A woman was killed yesterday (Dec. 14) in New York City when the elevator she was stepping into suddenly lurched upward with its doors open, crushing her against the shaft wall. It was the second death in as many weeks: A woman died at Cal State Long Beach on Dec. 7 when she was crushed while trying to crawl out of a car stuck between floors.
Elevators being a vehicle of the masses, these tragic and gruesome accidents raise the question: Just how dangerous are they?
As it turns out, they're safer than taking the stairs.

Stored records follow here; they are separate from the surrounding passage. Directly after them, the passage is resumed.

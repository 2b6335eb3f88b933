//! CDN custom domains and their certificates.
//!
//! A custom domain either uses a certificate the CDN manages or one the user
//! uploads. The API never returns the uploaded certificate or key, only its
//! version, so both are carried forward from prior state.

use serde::{Deserialize, Serialize};

use crate::convert::{decode_block, encode_object, int_attr, join_path, string_attr};
use crate::diagnostics::Diagnostic;
use crate::error::ProviderError;
use crate::identifier::IdFormat;
use crate::value::{ObjectValue, Value};

/// Identifier format `[project_id],[distribution_id],[name]`.
pub const CUSTOM_DOMAIN_ID: IdFormat = IdFormat::new(&["project_id", "distribution_id", "name"]);

/// A status error reported for a custom domain.
#[derive(Debug, Clone, Default, PartialEq, Eq, Serialize, Deserialize)]
#[serde(rename_all = "camelCase")]
pub struct StatusError {
    /// Machine-readable key.
    pub key: Option<String>,
    /// English description.
    pub en: Option<String>,
}

/// The domain part of the API response.
#[derive(Debug, Clone, Default, PartialEq, Eq, Serialize, Deserialize)]
#[serde(rename_all = "camelCase")]
pub struct CustomDomain {
    /// Domain name.
    pub name: Option<String>,
    /// Provisioning status, e.g. `ACTIVE`.
    pub status: Option<String>,
    /// Errors blocking activation.
    pub errors: Option<Vec<StatusError>>,
}

/// The certificate part of the API response.
#[derive(Debug, Clone, PartialEq, Eq, Serialize, Deserialize)]
#[serde(tag = "type", rename_all = "camelCase")]
pub enum CertificateResponse {
    /// Managed by the CDN.
    Managed,
    /// Uploaded by the user; only the version is returned.
    Custom {
        /// Upload counter.
        version: Option<i64>,
    },
}

/// API response for a custom domain.
#[derive(Debug, Clone, Default, PartialEq, Eq, Serialize, Deserialize)]
#[serde(rename_all = "camelCase")]
pub struct CustomDomainResponse {
    /// The domain.
    pub custom_domain: Option<CustomDomain>,
    /// Its certificate.
    pub certificate: Option<CertificateResponse>,
}

/// Certificate sent with a create or update.
#[derive(Debug, Clone, PartialEq, Eq, Serialize, Deserialize)]
#[serde(tag = "type", rename_all = "camelCase")]
pub enum CertificatePayload {
    /// Let the CDN manage the certificate.
    Managed,
    /// Upload a certificate.
    Custom {
        /// PEM certificate chain.
        certificate: String,
        /// PEM private key.
        key: String,
    },
}

/// Request body for creating or replacing a custom domain.
#[derive(Debug, Clone, PartialEq, Eq, Serialize, Deserialize)]
#[serde(rename_all = "camelCase")]
pub struct PutCustomDomainPayload {
    /// Certificate to use.
    pub certificate: CertificatePayload,
}

/// Configuration model of a custom domain.
#[derive(Debug, Clone, Default, PartialEq)]
pub struct CustomDomainModel {
    /// Composite identifier `project_id,distribution_id,name`.
    pub id: Value<String>,
    /// Owning project.
    pub project_id: Value<String>,
    /// CDN distribution.
    pub distribution_id: Value<String>,
    /// Domain name.
    pub name: Value<String>,
    /// Provisioning status.
    pub status: Value<String>,
    /// Errors blocking activation.
    pub errors: Value<Vec<String>>,
    /// `certificate { certificate, private_key, version }`; null means managed.
    pub certificate: Value<ObjectValue>,
}

/// `certificate` block.
#[derive(Debug, Clone, Default, PartialEq)]
pub struct CertificateModel {
    /// PEM certificate chain. Sensitive.
    pub certificate: Value<String>,
    /// PEM private key. Sensitive.
    pub private_key: Value<String>,
    /// Upload counter, computed.
    pub version: Value<i64>,
}

impl CertificateModel {
    /// Decompose the block.
    pub fn from_object(obj: &ObjectValue, path: &str) -> Result<Self, ProviderError> {
        Ok(Self {
            certificate: string_attr(obj, "certificate", path)?,
            private_key: string_attr(obj, "private_key", path)?,
            version: int_attr(obj, "version", path)?,
        })
    }

    /// Recompose the block.
    pub fn to_object(&self) -> ObjectValue {
        encode_object([
            ("certificate", self.certificate.clone().into()),
            ("private_key", self.private_key.clone().into()),
            ("version", self.version.clone().into()),
        ])
    }
}

/// Populate `model` from `response`.
pub fn map_fields(
    response: Option<&CustomDomainResponse>,
    model: Option<&mut CustomDomainModel>,
) -> Result<(), ProviderError> {
    let response =
        response.ok_or_else(|| ProviderError::InvalidInput("response input is nil".to_string()))?;
    let model =
        model.ok_or_else(|| ProviderError::InvalidInput("model input is nil".to_string()))?;
    let domain = response
        .custom_domain
        .as_ref()
        .ok_or_else(|| ProviderError::InvalidInput("custom domain not present".to_string()))?;

    let name = match (&domain.name, model.name.as_known()) {
        (Some(name), _) | (None, Some(name)) => name.clone(),
        (None, None) => {
            return Err(ProviderError::InvalidInput(
                "custom domain name not present".to_string(),
            ))
        },
    };
    let project_id = model
        .project_id
        .known_cloned()
        .ok_or_else(|| ProviderError::InvalidInput("project_id not present in model".to_string()))?;
    let distribution_id = model.distribution_id.known_cloned().ok_or_else(|| {
        ProviderError::InvalidInput("distribution_id not present in model".to_string())
    })?;
    let id = CUSTOM_DOMAIN_ID.build(&[&project_id, &distribution_id, &name])?;

    let prior = decode_block(&model.certificate, "certificate", CertificateModel::from_object)?;
    let certificate = match &response.certificate {
        Some(CertificateResponse::Custom { version }) => {
            let prior = prior.into_known().unwrap_or_default();
            Value::Known(
                CertificateModel {
                    certificate: prior.certificate,
                    private_key: prior.private_key,
                    version: Value::from_option(*version),
                }
                .to_object(),
            )
        },
        Some(CertificateResponse::Managed) | None => Value::Null,
    };

    let errors = domain.errors.as_ref().map(|errors| {
        errors
            .iter()
            .filter_map(|e| e.en.clone().or_else(|| e.key.clone()))
            .collect()
    });

    model.id = Value::Known(id.to_string());
    model.name = Value::Known(name);
    model.status = Value::from_option(domain.status.clone());
    model.errors = Value::from_option(errors);
    model.certificate = certificate;
    Ok(())
}

/// Build the certificate part of a payload.
///
/// A null block, or one with neither half set, selects a managed
/// certificate. Setting only one half is an error on the missing attribute.
pub fn build_certificate_payload(
    model: &CustomDomainModel,
) -> Result<CertificatePayload, Diagnostic> {
    let block = decode_block(&model.certificate, "certificate", CertificateModel::from_object)
        .map_err(Diagnostic::from)?;
    let Some(block) = block.into_known() else {
        return Ok(CertificatePayload::Managed);
    };

    match (block.certificate.into_known(), block.private_key.into_known()) {
        (None, None) => Ok(CertificatePayload::Managed),
        (Some(certificate), Some(key)) => Ok(CertificatePayload::Custom { certificate, key }),
        (Some(_), None) => Err(Diagnostic::error("Missing Private Key")
            .with_detail("A custom certificate needs a private key")
            .with_attribute(join_path("certificate", "private_key"))),
        (None, Some(_)) => Err(Diagnostic::error("Missing Certificate")
            .with_detail("A private key needs the matching certificate")
            .with_attribute(join_path("certificate", "certificate"))),
    }
}

/// Build the create or replace payload.
pub fn to_put_payload(model: Option<&CustomDomainModel>) -> Result<PutCustomDomainPayload, Diagnostic> {
    let model = model.ok_or_else(|| {
        Diagnostic::from(ProviderError::InvalidInput("nil model".to_string()))
    })?;
    Ok(PutCustomDomainPayload {
        certificate: build_certificate_payload(model)?,
    })
}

Elevators make 18 billion passenger trips each year in the United States, according to ConsumerWatch.com. (Meanwhile, the entire world population is 7 billion people). The U.S. Bureau of Labor Statistics and the Consumer Product Safety Commission estimates that all those ups and downs result in a yearly average of 27 deaths. Unsurprisingly, those most at risk are the mechanics whose job it is to work on faulty elevators. The Los Angeles Times calculated that the elevator fatality rate is thus 0.00000015 percent per trip overall, and, of course, it's even lower for the general public.
A 2009 report by Occupational Health & Safety attributes the rarity of elevator fatalities to "intricate, redundant, and regulated safety features built into every elevator." Elevators typically have four to eight times as many cables holding them up than they actually need, and they also have automatic braking systems near the top and bottom of the shaft, backed up by electromagnetic brakes. Finally, "at the bottom of the shaft is a heavy-duty shock absorber system designed to save passengers if all else fails," the report stated. [How to Survive an Elevator Free Fall]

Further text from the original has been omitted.